Assortment Optimization under the Multinomial Logit Model with Covering Constraints

We consider an assortment optimization problem under the multinomial logit choice model with general covering constraints. In this problem, the seller offers an assortment that should contain a minimum number of products from multiple categories. We refer to these constraints as covering constraints. Such constraints are common in practice due to service level agreements with suppliers or diversity considerations within the assortment. We consider both the deterministic version, where the seller decides on a single assortment, and the randomized version, where they choose a distribution over assortments. In the deterministic case, we provide a $1/(\log K+2)$-approximation algorithm, where $K$ is the number of product categories, matching the problem's hardness up to a constant factor. For the randomized setting, we show that the problem is solvable in polynomial time via an equivalent linear program. We also extend our analysis to multi-segment assortment optimization with covering constraints, where there are $m$ customer segments, and an assortment is offered to each.
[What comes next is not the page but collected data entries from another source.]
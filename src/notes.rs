//! Note CRUD.
//!
//! Every operation is scoped to an owner. `None` is the anonymous owner used
//! when authentication is optional, so anonymous notes are never visible to
//! signed-in users and vice versa.

use serde::Deserialize;
use sqlx::sqlite::SqliteRow;
use sqlx::{Row, SqlitePool};
use thiserror::Error;

use crate::models::{format_ts_iso, Note};

pub const DEFAULT_LIST_LIMIT: i64 = 50;
pub const MAX_LIST_LIMIT: i64 = 500;

#[derive(Debug, Error)]
pub enum NoteError {
    #[error("title must not be empty")]
    EmptyTitle,
    #[error(transparent)]
    Storage(#[from] sqlx::Error),
}

#[derive(Debug, Clone, Deserialize)]
pub struct NewNote {
    pub title: String,
    #[serde(default)]
    pub content: String,
}

#[derive(Debug, Clone, Default, Deserialize)]
pub struct NoteUpdate {
    pub title: Option<String>,
    pub content: Option<String>,
}

fn note_from_row(row: &SqliteRow) -> Note {
    Note {
        id: row.get("id"),
        title: row.get("title"),
        content: row.get("content"),
        user_id: row.get("user_id"),
        created_at: format_ts_iso(row.get("created_at")),
        updated_at: format_ts_iso(row.get("updated_at")),
    }
}

fn validate_title(title: &str) -> Result<String, NoteError> {
    let title = title.trim();
    if title.is_empty() {
        return Err(NoteError::EmptyTitle);
    }
    Ok(title.to_string())
}

pub async fn create_note(pool: &SqlitePool, owner: Option<i64>, note: &NewNote) -> Result<Note, NoteError> {
    let title = validate_title(&note.title)?;
    let now = chrono::Utc::now().timestamp();

    let id = sqlx::query(
        "INSERT INTO notes (title, content, user_id, created_at, updated_at) VALUES (?, ?, ?, ?, ?)",
    )
    .bind(&title)
    .bind(&note.content)
    .bind(owner)
    .bind(now)
    .bind(now)
    .execute(pool)
    .await?
    .last_insert_rowid();

    Ok(Note {
        id,
        title,
        content: note.content.clone(),
        user_id: owner,
        created_at: format_ts_iso(now),
        updated_at: format_ts_iso(now),
    })
}

pub async fn get_note(pool: &SqlitePool, owner: Option<i64>, id: i64) -> Result<Option<Note>, NoteError> {
    let row = sqlx::query(
        "SELECT id, title, content, user_id, created_at, updated_at FROM notes WHERE id = ? AND user_id IS ?",
    )
    .bind(id)
    .bind(owner)
    .fetch_optional(pool)
    .await?;

    Ok(row.as_ref().map(note_from_row))
}

/// Newest first. `limit` is clamped to `1..=MAX_LIST_LIMIT`.
pub async fn list_notes(
    pool: &SqlitePool,
    owner: Option<i64>,
    limit: Option<i64>,
    offset: Option<i64>,
) -> Result<Vec<Note>, NoteError> {
    let limit = limit.unwrap_or(DEFAULT_LIST_LIMIT).clamp(1, MAX_LIST_LIMIT);
    let offset = offset.unwrap_or(0).max(0);

    let rows = sqlx::query(
        r#"
        SELECT id, title, content, user_id, created_at, updated_at
        FROM notes
        WHERE user_id IS ?
        ORDER BY updated_at DESC, id DESC
        LIMIT ? OFFSET ?
        "#,
    )
    .bind(owner)
    .bind(limit)
    .bind(offset)
    .fetch_all(pool)
    .await?;

    Ok(rows.iter().map(note_from_row).collect())
}

/// Apply the fields present in `update`. Returns `None` when the note does
/// not exist for this owner.
pub async fn update_note(
    pool: &SqlitePool,
    owner: Option<i64>,
    id: i64,
    update: &NoteUpdate,
) -> Result<Option<Note>, NoteError> {
    let Some(existing) = get_note(pool, owner, id).await? else {
        return Ok(None);
    };

    let title = match &update.title {
        Some(t) => validate_title(t)?,
        None => existing.title,
    };
    let content = update.content.clone().unwrap_or(existing.content);
    let now = chrono::Utc::now().timestamp();

    sqlx::query("UPDATE notes SET title = ?, content = ?, updated_at = ? WHERE id = ? AND user_id IS ?")
        .bind(&title)
        .bind(&content)
        .bind(now)
        .bind(id)
        .bind(owner)
        .execute(pool)
        .await?;

    Ok(Some(Note {
        id,
        title,
        content,
        user_id: owner,
        created_at: existing.created_at,
        updated_at: format_ts_iso(now),
    }))
}

/// Returns `false` when there was nothing to delete.
pub async fn delete_note(pool: &SqlitePool, owner: Option<i64>, id: i64) -> Result<bool, NoteError> {
    let result = sqlx::query("DELETE FROM notes WHERE id = ? AND user_id IS ?")
        .bind(id)
        .bind(owner)
        .execute(pool)
        .await?;
    Ok(result.rows_affected() > 0)
}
In the randomized setting, the problem remains polynomially solvable. In the deterministic setting, we design a $(1 - \epsilon) / (\log K + 2)$-approximation algorithm for constant $m$ and a $1 / (m (\log K + 2))$-approximation for general $m$, which matches the hardness up to a logarithmic factor. Finally, we conduct a numerical experiment using real data from an online electronics store, categorizing products by price range and brand. Our findings demonstrate that, in practice, it is feasible to enforce a minimum number of representatives from each category while incurring a relatively small revenue loss. Moreover, we observe that the optimal expected revenue in both deterministic and randomized settings is often comparable, and the optimal solution in the randomized setting typically involves only a few assortments.